À quoi s'en tenir … debout ! Indications et interprétations.
Dr Thibaut JACQUES
Radiologue - IRIS Imagerie - Lille/Lambersart/Lesquin
L’imagerie EOS : principes, applications et place dans la pratique clinique
L’imagerie radiographique a profondément évolué depuis la découverte des rayons X. De la simple radiographie au scanner 4D, chaque génération d’appareils a cherché à améliorer la fidélité des images tout en réduisant l’irradiation et en augmentant la fiabilité des diagnostics. Dans cette progression, la technologie EOS a constitué une avancée, en offrant une vision globale, tridimensionnelle et en position debout du squelette humain, avec une irradiation réduite.
Développée à partir des travaux du physicien Georges Charpak, prix Nobel de physique 1992, l’EOS repose sur un concept de détection des rayons X inspiré de la physique des particules : un faisceau de rayonnement balaie verticalement le corps du patient tandis que les détecteurs gazeux permettent la conversion de photons X en électrons. Ce dispositif permet de réduire la dose tout en conservant une excellente définition. L’appareil enregistre simultanément deux images orthogonales – une de face et une de profil – qui servent ensuite à reconstituer le squelette complet en trois dimensions.

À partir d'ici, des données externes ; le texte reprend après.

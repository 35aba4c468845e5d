use axum::{
    body::Body,
    extract::Request,
    http::{HeaderName, HeaderValue},
};
use tower_http::request_id::{
    MakeRequestId, PropagateRequestIdLayer, RequestId, SetRequestIdLayer,
};
use uuid::Uuid;

/// HTTP header name for request ID
pub const REQUEST_ID_HEADER: &str = "x-request-id";

/// Generates a UUID v4 for requests that arrive without an `x-request-id` header
#[derive(Clone, Copy, Debug, Default)]
pub struct MakeRequestUuid;

impl MakeRequestId for MakeRequestUuid {
    fn make_request_id<B>(&mut self, _request: &axum::http::Request<B>) -> Option<RequestId> {
        HeaderValue::from_str(&Uuid::new_v4().to_string())
            .ok()
            .map(RequestId::new)
    }
}

/// Stores the request ID in the request extensions and headers.
///
/// An incoming `x-request-id` header is kept as is.
pub fn set_request_id_layer() -> SetRequestIdLayer<MakeRequestUuid> {
    SetRequestIdLayer::new(HeaderName::from_static(REQUEST_ID_HEADER), MakeRequestUuid)
}

/// Copies the request ID onto the response headers
pub fn propagate_request_id_layer() -> PropagateRequestIdLayer {
    PropagateRequestIdLayer::new(HeaderName::from_static(REQUEST_ID_HEADER))
}

/// Request ID as a string, or "unknown" if it isn't valid UTF-8
pub fn request_id_str(request_id: &RequestId) -> &str {
    request_id.header_value().to_str().unwrap_or("unknown")
}

/// Helper function to create a tracing span with request ID
pub fn make_span_with_request_id(request: &Request<Body>) -> tracing::Span {
    let request_id = request
        .extensions()
        .get::<RequestId>()
        .map(request_id_str)
        .unwrap_or("unknown");

    tracing::info_span!(
        "http_request",
        method = %request.method(),
        uri = %request.uri(),
        request_id = %request_id,
    )
}

#[cfg(test)]
mod tests {
    use super::*;

    #[test]
    fn test_generated_request_id_is_uuid() {
        let request = axum::http::Request::new(());
        let id = MakeRequestUuid.make_request_id(&request).unwrap();
        assert!(Uuid::parse_str(request_id_str(&id)).is_ok());
    }

    #[test]
    fn test_generated_request_ids_are_unique() {
        let request = axum::http::Request::new(());
        let a = MakeRequestUuid.make_request_id(&request).unwrap();
        let b = MakeRequestUuid.make_request_id(&request).unwrap();
        assert_ne!(request_id_str(&a), request_id_str(&b));
    }
}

Figure 1: Cabine EOS et position du patient
Le patient est examiné en position debout, dans une posture standardisée : bras en semi-élévation, mains sur les joues, genoux tendus, regard horizontal. Arriver à maintenir une position immobile est important pour éviter des artefacts de distorsion liés au mouvement pendant l’acquisition.
Contrairement au scanner réalisé en décubitus, l’EOS restitue la statique du rachis, du bassin et des membres inférieurs, en position de charge, de façon globale, par opposition aux clichés radiographiques conventionnels qui sont habituellement segmentaires. On observe ainsi mieux les rapports anatomiques du système musculo-squelettique dans ses conditions physiologiques.
Sur le plan dosimétrique, le gain est significatif. Plusieurs études comparatives montrent que la dose délivrée par un examen EOS complet du rachis est environ 6 à 9 fois inférieure à celle d’une radiographie numérique classique couvrant le même champ d’exploration, et jusqu’à 40 fois plus faible que celle d’un scanner. Cet avantage rend la technique particulièrement adaptée aux patients jeunes ou aux situations nécessitant des bilans répétés, comme le suivi des scolioses ou des déformations posturales évolutives.

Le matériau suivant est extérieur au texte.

/// TMDB (The Movie Database) provider
///
/// Primary provider. A title lookup is two requests:
/// 1. Search: /search/movie → ranked candidates, first one taken
/// 2. Details: /movie/{id} → genres, synopsis, rating, poster
///
/// Ratings are TMDB's native 0-10 `vote_average`.
use reqwest::Client as HttpClient;
use tracing::instrument;

use crate::{
    error::AppResult,
    models::{MovieId, MovieRecord, TmdbMovieDetails, TmdbSearchResponse},
    services::providers::{ensure_success, DetailLookup, MovieProvider},
};

const PROVIDER_NAME: &str = "TMDB";
const LANGUAGE: &str = "en-US";

#[derive(Clone)]
pub struct TmdbProvider {
    http_client: HttpClient,
    api_key: Option<String>,
    api_url: String,
}

impl TmdbProvider {
    pub fn new(http_client: HttpClient, api_key: Option<String>, api_url: String) -> Self {
        Self {
            http_client,
            api_key: api_key.filter(|key| !key.trim().is_empty()),
            api_url: api_url.trim_end_matches('/').to_string(),
        }
    }

    /// TMDB ID and title of the top search result
    async fn search_first(
        &self,
        api_key: &str,
        query: &str,
    ) -> AppResult<Option<(u64, Option<String>)>> {
        let url = format!("{}/search/movie", self.api_url);

        let response = self
            .http_client
            .get(&url)
            .query(&[
                ("api_key", api_key),
                ("query", query),
                ("language", LANGUAGE),
                ("page", "1"),
                ("include_adult", "false"),
            ])
            .send()
            .await?;

        let search: TmdbSearchResponse =
            ensure_success(PROVIDER_NAME, response).await?.json().await?;

        tracing::debug!(
            query = %query,
            results = search.results.len(),
            provider = PROVIDER_NAME,
            "Title search completed"
        );

        Ok(search.results.into_iter().next().map(|r| (r.id, r.title)))
    }

    async fn fetch_details(&self, api_key: &str, movie_id: u64) -> AppResult<TmdbMovieDetails> {
        let url = format!("{}/movie/{}", self.api_url, movie_id);

        let response = self
            .http_client
            .get(&url)
            .query(&[("api_key", api_key), ("language", LANGUAGE)])
            .send()
            .await?;

        let details: TmdbMovieDetails =
            ensure_success(PROVIDER_NAME, response).await?.json().await?;
        Ok(details)
    }
}

#[async_trait::async_trait]
impl MovieProvider for TmdbProvider {
    #[instrument(skip(self), fields(provider = PROVIDER_NAME))]
    async fn search(&self, title: &str) -> AppResult<Option<MovieRecord>> {
        let Some(api_key) = self.api_key.as_deref() else {
            return Ok(None);
        };

        let Some((movie_id, search_title)) = self.search_first(api_key, title).await? else {
            return Ok(None);
        };

        let details = self.fetch_details(api_key, movie_id).await?;
        let record = if details.is_cross_reference_only() {
            MovieRecord {
                title: search_title.unwrap_or_else(|| title.to_string()),
                ..MovieRecord::from(details)
            }
        } else {
            MovieRecord::from(details)
        };

        tracing::info!(
            query = %title,
            tmdb_id = movie_id,
            matched = %record.title,
            provider = PROVIDER_NAME,
            "Movie resolved"
        );

        Ok(Some(record))
    }

    #[instrument(skip(self, id), fields(provider = PROVIDER_NAME, id = %id))]
    async fn details(&self, id: &MovieId) -> AppResult<Option<DetailLookup>> {
        let (Some(api_key), MovieId::Tmdb(movie_id)) = (self.api_key.as_deref(), id) else {
            return Ok(None);
        };

        let details = self.fetch_details(api_key, *movie_id).await?;
        if !details.is_cross_reference_only() {
            return Ok(Some(DetailLookup::Record(details.into())));
        }

        Ok(details
            .imdb_id
            .filter(|imdb| !imdb.is_empty())
            .map(|imdb| DetailLookup::CrossReference(MovieId::Imdb(imdb))))
    }

    fn name(&self) -> &'static str {
        PROVIDER_NAME
    }

    fn is_configured(&self) -> bool {
        self.api_key.is_some()
    }
}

Au-delà de la question de la dose, la qualité géométrique est un autre atout majeur. L’orientation des faisceaux (orthogonaux entre eux et par rapport à la cible) évite les distorsions de projection. Les distances et les angles mesurés sur les clichés EOS sont directement exploitables : il n’est pas nécessaire de corriger les effets de magnification. La reconstruction 3D est toujours possible mais n’est pas systématique et nécessite une phase supplémentaire de post-traitement avec des outils dédiés, et n’est réalisée que dans certains cas particuliers, les reconstructions 2D étant généralement suffisantes dans la majorité des situations. L’aide d’outils d’intelligence artificielle a significativement simplifié la tâche du manipulateur, puisque les mesures automatiques ou semi-automatiques sont désormais accessibles avec la plupart des outils d’IA que les radiologues ont à disposition (mais impliquent un surcoût). L’IA permet également des mesures reproductibles, et rappelle systématiquement les normes angulaires pour chaque mesure, rendant l’analyse plus aisée pour tout le monde.

Figure 3: Exemple de mesures automatiques réalisées à l’aide d’un algorithme d’Intelligence Artificielle.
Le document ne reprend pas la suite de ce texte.